Durch diese Entwicklungen verändert sich zunehmend das Verhältnis von Lehrern und Schülern. Lehrkräfte werden zunehmend zu Lernbegleitern, die Schülerinnen und Schüler dabei unterstützen, ihre Fähigkeiten im Umgang mit digitalen Medien und ihre Kompetenz, selbstbestimmt zu lernen, zu entwickeln. Dies erfordert ein eigenständigeres und selbstverantwortliches Arbeiten seitens der Schüler. Die Rolle der Schule verschiebt sich also mehr und mehr hin zur Vermittlung von Softskills. Dabei sollte erwähnt werden, dass KI-Systeme im Speziellen und Digitalisierung im Allgemeinen nicht das menschliche Element des Bildungsprozesses ersetzen können und sollten. Lehrkräfte und menschliche Interaktion bleiben unverzichtbar für die Bildung und für die Entwicklung von Schülern. Die Aufgabe ist also, neue Technologie und menschliche, pädagogische Entwicklung zu kombinieren.

Lehrermangel: Unser Bildungssystem steht vor multiplen Problemen!

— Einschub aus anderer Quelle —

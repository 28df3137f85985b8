//! Stack formatting configuration and its process-wide holder

use super::frame::Frame;
use once_cell::sync::{Lazy, OnceCell};
use serde::Deserialize;
use std::fmt;
use std::sync::Arc;

/// Custom frame renderer
pub type FrameFormatter = Arc<dyn Fn(&Frame) -> String + Send + Sync>;

/// How captured stack traces are filtered and rendered
///
/// Everything except the formatter can be loaded with serde, e.g. from a
/// JSON section of the application config.
#[derive(Clone, Deserialize)]
#[serde(default)]
pub struct StackConfig {
    /// Drop closure and async block frames
    pub filter_anonymous: bool,
    /// Drop std/core/alloc/runtime frames
    pub trim_runtime: bool,
    /// Render the full source path instead of its last two components
    pub full_path: bool,
    /// Only keep frames whose function lives in one of these crates/modules
    pub allowed_packages: Vec<String>,
    /// Maximum number of frames kept, zero for no limit
    pub max_frames: usize,
    /// Replaces the default `file:line function` rendering
    #[serde(skip)]
    pub formatter: Option<FrameFormatter>,
}

impl Default for StackConfig {
    fn default() -> Self {
        Self {
            filter_anonymous: false,
            trim_runtime: true,
            full_path: false,
            allowed_packages: Vec::new(),
            max_frames: 64,
            formatter: None,
        }
    }
}

impl fmt::Debug for StackConfig {
    fn fmt(&self, f: &mut fmt::Formatter<'_>) -> fmt::Result {
        f.debug_struct("StackConfig")
            .field("filter_anonymous", &self.filter_anonymous)
            .field("trim_runtime", &self.trim_runtime)
            .field("full_path", &self.full_path)
            .field("allowed_packages", &self.allowed_packages)
            .field("max_frames", &self.max_frames)
            .field("formatter", &self.formatter.as_ref().map(|_| "custom"))
            .finish()
    }
}

impl StackConfig {
    /// Create the default configuration
    #[must_use]
    pub fn new() -> Self {
        Self::default()
    }

    /// Parse a configuration from JSON
    ///
    /// # Errors
    ///
    /// Returns the `serde_json` error if `json` is not a valid config object.
    pub fn from_json(json: &str) -> Result<Self, serde_json::Error> {
        serde_json::from_str(json)
    }

    /// Drop closure and async block frames
    #[must_use]
    pub fn filter_anonymous(mut self, filter: bool) -> Self {
        self.filter_anonymous = filter;
        self
    }

    /// Drop runtime frames
    #[must_use]
    pub fn trim_runtime(mut self, trim: bool) -> Self {
        self.trim_runtime = trim;
        self
    }

    /// Render full source paths
    #[must_use]
    pub fn full_path(mut self, full: bool) -> Self {
        self.full_path = full;
        self
    }

    /// Allow frames from one more crate or module path
    #[must_use]
    pub fn allow_package(mut self, package: impl Into<String>) -> Self {
        self.allowed_packages.push(package.into());
        self
    }

    /// Cap the number of frames kept
    #[must_use]
    pub fn max_frames(mut self, max: usize) -> Self {
        self.max_frames = max;
        self
    }

    /// Use a custom frame renderer
    #[must_use]
    pub fn formatter<F>(mut self, formatter: F) -> Self
    where
        F: Fn(&Frame) -> String + Send + Sync + 'static,
    {
        self.formatter = Some(Arc::new(formatter));
        self
    }
}

static CONFIG: OnceCell<StackConfig> = OnceCell::new();
static DEFAULT_CONFIG: Lazy<StackConfig> = Lazy::new(StackConfig::default);

/// Install the process-wide stack configuration
///
/// Call once at start-up, before errors are created.
///
/// # Panics
///
/// Panics if a configuration was already installed: traces captured
/// before and after would be formatted differently.
pub fn set_config(config: StackConfig) {
    if CONFIG.set(config).is_err() {
        panic!("errtrail stack configuration already set; it can only be set once per process");
    }
}

/// Whether [`set_config`] has been called
#[must_use]
pub fn configured() -> bool {
    CONFIG.get().is_some()
}

/// The installed configuration, or the default one
#[must_use]
pub fn config() -> &'static StackConfig {
    CONFIG.get().unwrap_or_else(|| &*DEFAULT_CONFIG)
}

Wir haben einen akuten Lehrermangel während Lehrkräfte gleichzeitig immer höheren und oft unterrichtsfernen Anforderungen ausgesetzt sind. Administrative Tätigkeiten nehmen teilweise 50% der Arbeitszeit eines Lehrers ein. Zeit, die für den eigentlichen Bildungsauftrag verloren ist und das Problem zusätzlich massiv verschärft.

Quelle: Institut der deutschen Wirtschaft - Lehrkräfte in Deutschland, der Bedarf steigt.

KI-Systeme als Lösung für den Lehrermangel?

KI-Systeme können dazu beitragen, den Lehrermangel zu mildern, indem sie Lehrkräfte entlasten und ihnen bei der Bewältigung administrativer Aufgaben helfen. KI-Systeme ersetzen den Bedarf an qualifizierten Lehrkräften nicht, insbesondere wenn es um die Interaktion mit Schülern und die Förderung sozialer und emotionaler Kompetenzen geht. Lehrkräfte bleiben unverzichtbar für die Bildung und Entwicklung von Schülern, und KI-Systeme sollten als Hilfsmittel zur Unterstützung von Lehrkräften eingesetzt werden, anstatt sie zu ersetzen.

Würde ein Großteil der bis zu 50% unterrichtsfremden Zeiten von Lehrern – sagen wir mal die Hälfte dieser Tätigkeiten – für die Tätigkeiten zur Verfügung stehen, wofür Lehrer ausgebildet wurden, könnte der Lehrermangel nachhaltig behoben werden.